Adding one or more of these stocks to your portfolio could help boost your long-term returns…
Trend: Great outdoors…
SiteOne Landscaping Supply (SITE) is the US landscaping supply industry’s largest wholesaler, offering more than 120,000 products ranging from fertilizers and trees to natural stone and outdoor lighting. SiteOne is four times as large as the nearest competitor and has been consolidating a highly fragmented industry of regional mom-and-pop companies. It made 10 acquisitions last year but has plenty of room for growth because its annual sales amount to just 12% of the $20 billion landscape-supply market. Recent share price: $108.11.
Trex Co. (TREX) makes plastic-composite boards for residential decks that are resistant to fading, scratches and stains, and they cost less over time than pressure-treated lumber. The company controls nearly half the nonwood decking market in the US. Its proprietary manufacturing process combines sawdust with more than 500 million pounds of recycled plastics each year. Recent share price: $124.25.

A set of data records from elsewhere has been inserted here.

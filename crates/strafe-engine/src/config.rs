//! Engine and driver configuration, validation, and error types.
//!
//! [`EngineConfig`] is the builder-input for [`StrafeEngine`](crate::StrafeEngine);
//! [`DriverConfig`] configures the optional [`FrameDriver`](crate::FrameDriver)
//! thread. Both are checked up front by `validate()` so the running
//! engine has no failure modes of its own.

use std::error::Error;
use std::fmt;

use strafe_core::ScrollSpeed;
use strafe_render::{RenderConfig, StyleError};

/// Default number of ticks kept in the history ring.
pub const DEFAULT_HISTORY_CAPACITY: usize = 500;

/// Default simulation rate in ticks per second.
pub const DEFAULT_TICK_RATE_HZ: u32 = 240;

// ── PlotTransform ──────────────────────────────────────────────────

/// Maps the raw pointer position to a horizontal plot position.
///
/// `x = viewport_width * viewport_ratio + pointer_x * pointer_scale`.
/// The scale compresses the strafe swing into the drawable width; the
/// ratio anchors the ribbon slightly left of center.
#[derive(Clone, Copy, Debug, PartialEq)]
pub struct PlotTransform {
    /// Fraction of the viewport width used as the left offset. Default: 1/2.6.
    pub viewport_ratio: f64,
    /// Multiplier applied to the pointer x-coordinate. Default: 0.25.
    pub pointer_scale: f64,
}

impl Default for PlotTransform {
    fn default() -> Self {
        Self {
            viewport_ratio: 1.0 / 2.6,
            pointer_scale: 0.25,
        }
    }
}

impl PlotTransform {
    /// Plot position for a pointer coordinate on a viewport of the given width.
    pub fn x_for(&self, viewport_width: f64, pointer_x: f32) -> f64 {
        viewport_width * self.viewport_ratio + f64::from(pointer_x) * self.pointer_scale
    }

    fn validate(&self) -> Result<(), ConfigError> {
        if !self.viewport_ratio.is_finite() {
            return Err(ConfigError::InvalidPlot {
                field: "viewport_ratio",
                value: self.viewport_ratio,
            });
        }
        if !self.pointer_scale.is_finite() || self.pointer_scale <= 0.0 {
            return Err(ConfigError::InvalidPlot {
                field: "pointer_scale",
                value: self.pointer_scale,
            });
        }
        Ok(())
    }
}

// ── ConfigError ────────────────────────────────────────────────────

/// Errors detected while validating or running an engine configuration.
#[derive(Debug, PartialEq)]
pub enum ConfigError {
    /// History capacity is below the minimum of 2.
    HistoryTooSmall {
        /// The configured capacity that was too small.
        configured: usize,
    },
    /// tick_rate_hz is zero.
    InvalidTickRate {
        /// The invalid value.
        value: u32,
    },
    /// A plot transform field is not finite, or the scale is not positive.
    InvalidPlot {
        /// Name of the offending field.
        field: &'static str,
        /// The invalid value.
        value: f64,
    },
    /// Ribbon or grid style invariant violated.
    InvalidRender(StyleError),
    /// display_rate_hz is NaN, infinite, zero, or negative.
    InvalidDisplayRate {
        /// The invalid value.
        value: f64,
    },
    /// Driver command queue capacity is zero.
    CommandQueueZero,
    /// The frame thread could not be spawned.
    ThreadSpawnFailed {
        /// Description of the spawn failure.
        reason: String,
    },
    /// Engine could not be recovered from the frame thread (it panicked).
    EngineRecoveryFailed,
}

impl fmt::Display for ConfigError {
    fn fmt(&self, f: &mut fmt::Formatter<'_>) -> fmt::Result {
        match self {
            Self::HistoryTooSmall { configured } => {
                write!(f, "history_capacity {configured} is below minimum of 2")
            }
            Self::InvalidTickRate { value } => {
                write!(f, "tick_rate_hz must be at least 1, got {value}")
            }
            Self::InvalidPlot { field, value } => {
                write!(f, "invalid plot transform: {field} = {value}")
            }
            Self::InvalidRender(e) => write!(f, "invalid render config: {e}"),
            Self::InvalidDisplayRate { value } => {
                write!(f, "display_rate_hz must be finite and positive, got {value}")
            }
            Self::CommandQueueZero => write!(f, "command_queue_capacity must be at least 1"),
            Self::ThreadSpawnFailed { reason } => write!(f, "thread spawn failed: {reason}"),
            Self::EngineRecoveryFailed => {
                write!(f, "engine could not be recovered from frame thread")
            }
        }
    }
}

impl Error for ConfigError {
    fn source(&self) -> Option<&(dyn Error + 'static)> {
        match self {
            Self::InvalidRender(e) => Some(e),
            _ => None,
        }
    }
}

impl From<StyleError> for ConfigError {
    fn from(e: StyleError) -> Self {
        Self::InvalidRender(e)
    }
}

// ── EngineConfig ───────────────────────────────────────────────────

/// Complete configuration for constructing a [`StrafeEngine`](crate::StrafeEngine).
#[derive(Clone, Debug)]
pub struct EngineConfig {
    /// Number of ticks retained in the history ring. Default: 500. Minimum: 2.
    pub history_capacity: usize,
    /// Simulation ticks per second. Default: 240.
    pub tick_rate_hz: u32,
    /// Initial scroll speed. Default: 3.0.
    pub scroll_speed: ScrollSpeed,
    /// Pointer-to-plot mapping.
    pub plot: PlotTransform,
    /// Ribbon and grid appearance.
    pub render: RenderConfig,
    /// A frame that runs more than this many ticks is logged as a
    /// catch-up burst. Default: 8.
    pub catch_up_log_threshold: u64,
}

impl Default for EngineConfig {
    fn default() -> Self {
        Self {
            history_capacity: DEFAULT_HISTORY_CAPACITY,
            tick_rate_hz: DEFAULT_TICK_RATE_HZ,
            scroll_speed: ScrollSpeed::DEFAULT,
            plot: PlotTransform::default(),
            render: RenderConfig::default(),
            catch_up_log_threshold: 8,
        }
    }
}

impl EngineConfig {
    /// Validate all structural invariants.
    pub fn validate(&self) -> Result<(), ConfigError> {
        // 1. A ribbon needs two records to draw a segment.
        if self.history_capacity < 2 {
            return Err(ConfigError::HistoryTooSmall {
                configured: self.history_capacity,
            });
        }
        // 2. Tick rate must be non-zero.
        if self.tick_rate_hz == 0 {
            return Err(ConfigError::InvalidTickRate {
                value: self.tick_rate_hz,
            });
        }
        // 3. Plot transform.
        self.plot.validate()?;
        // 4. Render styles.
        self.render.validate()?;
        Ok(())
    }
}

// ── DriverConfig ───────────────────────────────────────────────────

/// Configuration for [`FrameDriver`](crate::FrameDriver).
#[derive(Clone, Debug)]
pub struct DriverConfig {
    /// Display frames per second. Default: 60.
    pub display_rate_hz: f64,
    /// Maximum commands buffered between frames. Default: 64.
    pub command_queue_capacity: usize,
}

impl Default for DriverConfig {
    fn default() -> Self {
        Self {
            display_rate_hz: 60.0,
            command_queue_capacity: 64,
        }
    }
}

impl DriverConfig {
    /// Validate all structural invariants.
    pub fn validate(&self) -> Result<(), ConfigError> {
        // The reciprocal must also be finite: subnormal rates would make
        // the frame budget infinite.
        let hz = self.display_rate_hz;
        if !hz.is_finite() || hz <= 0.0 || !(1.0 / hz).is_finite() {
            return Err(ConfigError::InvalidDisplayRate { value: hz });
        }
        if self.command_queue_capacity == 0 {
            return Err(ConfigError::CommandQueueZero);
        }
        Ok(())
    }
}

Yeti Holdings (YETI) manufactures high-quality gear and rugged products for the amateur outdoor recreational market. The items are sold at about 4,700 retailers around the country as well as seven of Yeti’s own stores. The brand has developed a cult following thanks to its emphasis on innovative design of products including signature Tundra coolers with two-inch thick insulation as well as steel drinkware and waterproof blankets, duffel bags and totes. Recent share price: $41.81.
Trend: Digitalization of financial services…
Bill.com Holdings (BILL). More than 90% of small and medium-size businesses still rely on paper checks to make and receive payments. Bill.com provides an alternative—a suite of cloud-based software and services that offer low-cost bill-paying and invoicing. That makes it easier for businesses to accept payments from major banks and card companies while preventing errors caused by manual processes. The company, which went public in December 2019, has more than 81,000 customers and processes more than $70 billion in transactions annually. The stock is up more than 100% this year and has room for further growth. Recent share price: $89.60.
eHealth (EHTH). This 20-year-old company operates eHealth.com, the nation’s largest private online health insurance exchange. In an industry filled with small independent brokers with minimal online presence, eHealth can offer individuals and various small businesses better pricing and more than 10,000 plans from major insurers. The big catalyst for the company is the 10,000 baby boomers who turn 65 each day and become eligible for Medicare and supplemental plans. Last year, the company’s revenue from its Medicare segment rose 112%. Recent share price: $110.98.
Trend: Premiumization of food…
Boston Beer Co. (SAM). The craft brewer is best known for its Samuel Adams beers. But Boston Beer’s non-beer products such as Angry Orchard Hard Cider and Truly Hard Seltzer make up about two-thirds of the total volume it produces—its beers make up only about one-third. These alternative alcoholic beverages have had explosive growth as consumers turn to lower-calorie and gluten-free alcoholic drinks. Recent share price: $603.67.
Freshpet (FRPT). This company has pioneered the concept of refrigerated food for cats and dogs made from farm-raised chicken, beef and fish and all-natural vegetables and fruit. It is sold in branded fridges at more than 20,000 supermarkets, pet stores and big-box chains around the country. Recent share price: $86.14.